NEET-PG 2012 - Physiology NEET-PG Practice Questions and MCQs
Question 881: Lesion of globus pallidus causes
- A. Chorea
- B. Athetosis (Correct Answer)
- C. Hemibalismus
- D. Dystonia
Explanation: ***Athetosis*** - **Athetosis** is the **classic movement disorder** associated with lesions of the **globus pallidus**, often occurring with **putamen** involvement. - It is characterized by **slow, writhing, involuntary movements**, particularly affecting the **distal extremities** (hands and feet). - Commonly seen in **kernicterus** (bilirubin-induced damage to basal ganglia), **cerebral palsy**, and **status marmoratus** of the basal ganglia. - When combined with chorea, it forms **choreoathetosis**. *Chorea* - **Chorea** is predominantly associated with dysfunction of the **caudate nucleus** and **putamen**, as seen in **Huntington's disease**. - It involves brief, irregular, unpredictable, **involuntary movements** that flow from one body part to another. *Hemibalismus* - **Hemibalismus** is most commonly caused by a lesion in the **subthalamic nucleus** (nucleus of Luys), often due to a **lacunar stroke**. - It involves large-amplitude, **involuntary flinging movements** of the limbs on **one side of the body**. *Dystonia* - **Dystonia** involves sustained or repetitive muscle contractions leading to twisting movements or abnormal fixed postures. - It results from dysfunction of **multiple basal ganglia structures** including the globus pallidus internal segment, putamen, and thalamus, but is **not the classic presentation** of isolated globus pallidus lesions.

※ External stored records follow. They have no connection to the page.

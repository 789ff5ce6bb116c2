//! App-level components: page frame and divine chat widgets.

pub mod chat;
mod footer;
pub mod icons;
mod navbar;

pub use footer::Footer;
pub use navbar::Navbar;
use dioxus::prelude::*;

use crate::app::Route;

/// Fallback for paths no route matches.
#[component]
pub fn PageNotFound(segments: Vec<String>) -> Element {
    let path = format!("/{}", segments.join("/"));
    tracing::debug!(path = %path, "No route for path");

    rsx! {
        div { class: "container not-found",
            h1 { class: "gradient-title", "Page not found" }
            p { class: "page-subtitle", "Nothing lives at {path}." }
            Link { to: Route::Home {}, class: "btn-primary", "Back to Home" }
        }
    }
}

Question 882: In the context of blunt trauma affecting the entire body, what is the estimated daily nitrogen loss in grams due to protein metabolism?
- A. Approximately 35 grams (Correct Answer)
- B. Approximately 45 grams
- C. Approximately 55 grams
- D. Approximately 65 grams
Explanation: ***Approximately 35 grams*** - In **severe trauma**, such as blunt trauma affecting the entire body, the body undergoes a significant stress response leading to marked **protein catabolism**. Approximately **35 grams of nitrogen** can be lost daily under such conditions. - This represents a highly catabolic state where muscle protein is broken down to provide amino acids for energy and synthesis of acute-phase proteins, impacting overall nitrogen balance. *Approximately 45 grams* - While severe trauma does lead to substantial nitrogen loss, **45 grams** would typically indicate an even more extreme or prolonged catabolic state, which is less common in the initial stages of post-trauma protein metabolism than 35 grams. - Such a high nitrogen loss might be seen in very extensive burns or sepsis, which are different clinical contexts. *Approximately 55 grams* - A daily nitrogen loss of **55 grams** is beyond what is commonly observed even in severe, whole-body blunt trauma. This level of catabolism would likely be unsustainable or indicative of a rare, super-catabolic condition. - This magnitude of protein breakdown would lead to rapid and severe muscle wasting and organ dysfunction if sustained. *Approximately 65 grams* - Losing **65 grams of nitrogen** per day is an exceptionally high rate of protein catabolism, rarely, if ever, observed in blunt trauma alone. - This level of protein breakdown would represent a profound and life-threatening metabolic derangement, far exceeding typical post-trauma responses.